*Problem requirements:*
Copy each entry below without any change.

*Data provided:*
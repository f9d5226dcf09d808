//! Function-calling loop: Ask → Execute → Feed back.
//!
//! One exchange answers one user question:
//! 1. Send the conversation and the tool catalog to the model
//! 2. If the model asks for a tool, run it and append the result
//! 3. Repeat until the model answers in text
//!
//! Tool calls run strictly one after another; each result is in the
//! conversation before the model is called again.

use crate::agent::prompt;
use crate::model::ChatModel;
use crate::tools::{self, ToolCatalog, ToolContext};
use crate::types::*;
use tracing::{info, warn};

/// Why an exchange ended without an answer.
#[derive(Debug, thiserror::Error)]
pub enum AgentError {
    #[error("Model call failed: {0:#}")]
    Model(anyhow::Error),

    #[error("Tool-call budget exhausted after {limit} calls")]
    ToolBudgetExhausted { limit: u32, trace: CallTrace },
}

/// The outcome of one exchange.
#[derive(Debug, Clone)]
pub struct Exchange {
    pub answer: String,
    pub trace: CallTrace,
    pub usage: TokenUsage,
}

enum LoopState {
    AwaitingModel,
    ExecutingTool(ToolCallRequest),
    Done(String),
}

/// Drive the model until it answers `question` in text.
///
/// `history` is prior context placed before the question. At most
/// `max_tool_calls` tools are executed; a further request aborts the
/// exchange with [`AgentError::ToolBudgetExhausted`].
pub async fn run_exchange(
    model: &dyn ChatModel,
    catalog: &ToolCatalog,
    tool_ctx: &ToolContext<'_>,
    history: Vec<Content>,
    question: &str,
    max_tool_calls: u32,
) -> Result<Exchange, AgentError> {
    info!("Starting exchange with model '{}'", model.name());

    let mut conversation = history;
    conversation.push(Content::user_text(prompt::with_instructions(question)));

    let mut trace = CallTrace::new();
    let mut usage = TokenUsage::default();
    let mut state = LoopState::AwaitingModel;

    loop {
        state = match state {
            LoopState::AwaitingModel => {
                let response = model
                    .generate(&conversation, catalog.specs())
                    .await
                    .map_err(AgentError::Model)?;
                usage.add(&response.usage);

                match response.reply {
                    ModelReply::FinalText(text) => LoopState::Done(text),
                    ModelReply::ToolCall(request) => {
                        if trace.len() >= max_tool_calls as usize {
                            warn!(
                                "Model requested '{}' after {} tool calls; giving up",
                                request.name, max_tool_calls
                            );
                            return Err(AgentError::ToolBudgetExhausted {
                                limit: max_tool_calls,
                                trace,
                            });
                        }
                        conversation.push(Content::model_call(&request));
                        LoopState::ExecutingTool(request)
                    }
                }
            }
            LoopState::ExecutingTool(request) => {
                let step = trace.len() + 1;
                info!("[Step {}] Tool: {}({})", step, request.name, request.arguments);

                let result = tools::execute_tool(tool_ctx, catalog, &request).await;
                if result.success {
                    info!(
                        "[Step {}] Tool result: {} chars",
                        step,
                        result.payload.to_string().len()
                    );
                } else {
                    warn!("[Step {}] Tool error: {}", step, result.payload);
                }

                conversation.push(Content::function_response(&result));
                trace.push(result);
                LoopState::AwaitingModel
            }
            LoopState::Done(answer) => {
                info!(
                    "Exchange finished after {} tool calls ({} tokens)",
                    trace.len(),
                    usage.total_tokens
                );
                return Ok(Exchange {
                    answer,
                    trace,
                    usage,
                });
            }
        };
    }
}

*Exercise output:*
repository f9d5226dcf09d808
//! Function-calling loop: Ask → Execute → Feed back.
//!
//! One exchange answers one user question:
//! 1. Send the conversation and the tool catalog to the model
//! 2. If the model asks for a tool, run it and append the result
//! 3. Repeat until the model answers in text
//!
//! Tool calls run strictly one after another; each result is in the
//! conversation before the model is called again.

use crate::agent::prompt;
use crate::model::ChatModel;
use crate::tools::{self, ToolCatalog, ToolContext};
use crate::types::*;
use tracing::{info, warn};

/// Why an exchange ended without an answer.
#[derive(Debug, thiserror::Error)]
pub enum AgentError {
    #[error("Model call failed: {0:#}")]
    Model(anyhow::Error),

    #[error("Tool-call budget exhausted after {limit} calls")]
    ToolBudgetExhausted { limit: u32, trace: CallTrace },
}

/// The outcome of one exchange.
#[derive(Debug, Clone)]
pub struct Exchange {
    pub answer: String,
    pub trace: CallTrace,
    pub usage: TokenUsage,
}

enum LoopState {
    AwaitingModel,
    ExecutingTool(ToolCallRequest),
    Done(String),
}

/// Drive the model until it answers `question` in text.
///
/// `history` is prior context placed before the question. At most
/// `max_tool_calls` tools are executed; a further request aborts the
/// exchange with [`AgentError::ToolBudgetExhausted`].
pub async fn run_exchange(
    model: &dyn ChatModel,
    catalog: &ToolCatalog,
    tool_ctx: &ToolContext<'_>,
    history: Vec<Content>,
    question: &str,
    max_tool_calls: u32,
) -> Result<Exchange, AgentError> {
    info!("Starting exchange with model '{}'", model.name());

    let mut conversation = history;
    conversation.push(Content::user_text(prompt::with_instructions(question)));

    let mut trace = CallTrace::new();
    let mut usage = TokenUsage::default();
    let mut state = LoopState::AwaitingModel;

    loop {
        state = match state {
            LoopState::AwaitingModel => {
                let response = model
                    .generate(&conversation, catalog.specs())
                    .await
                    .map_err(AgentError::Model)?;
                usage.add(&response.usage);

                match response.reply {
                    ModelReply::FinalText(text) => LoopState::Done(text),
                    ModelReply::ToolCall(request) => {
                        if trace.len() >= max_tool_calls as usize {
                            warn!(
                                "Model requested '{}' after {} tool calls; giving up",
                                request.name, max_tool_calls
                            );
                            return Err(AgentError::ToolBudgetExhausted {
                                limit: max_tool_calls,
                                trace,
                            });
                        }
                        conversation.push(Content::model_call(&request));
                        LoopState::ExecutingTool(request)
                    }
                }
            }
            LoopState::ExecutingTool(request) => {
                let step = trace.len() + 1;
                info!("[Step {}] Tool: {}({})", step, request.name, request.arguments);

                let result = tools::execute_tool(tool_ctx, catalog, &request).await;
                if result.success {
                    info!(
                        "[Step {}] Tool result: {} chars",
                        step,
                        result.payload.to_string().len()
                    );
                } else {
                    warn!("[Step {}] Tool error: {}", step, result.payload);
                }

                conversation.push(Content::function_response(&result));
                trace.push(result);
                LoopState::AwaitingModel
            }
            LoopState::Done(answer) => {
                info!(
                    "Exchange finished after {} tool calls ({} tokens)",
                    trace.len(),
                    usage.total_tokens
                );
                return Ok(Exchange {
                    answer,
                    trace,
                    usage,
                });
            }
        };
    }
}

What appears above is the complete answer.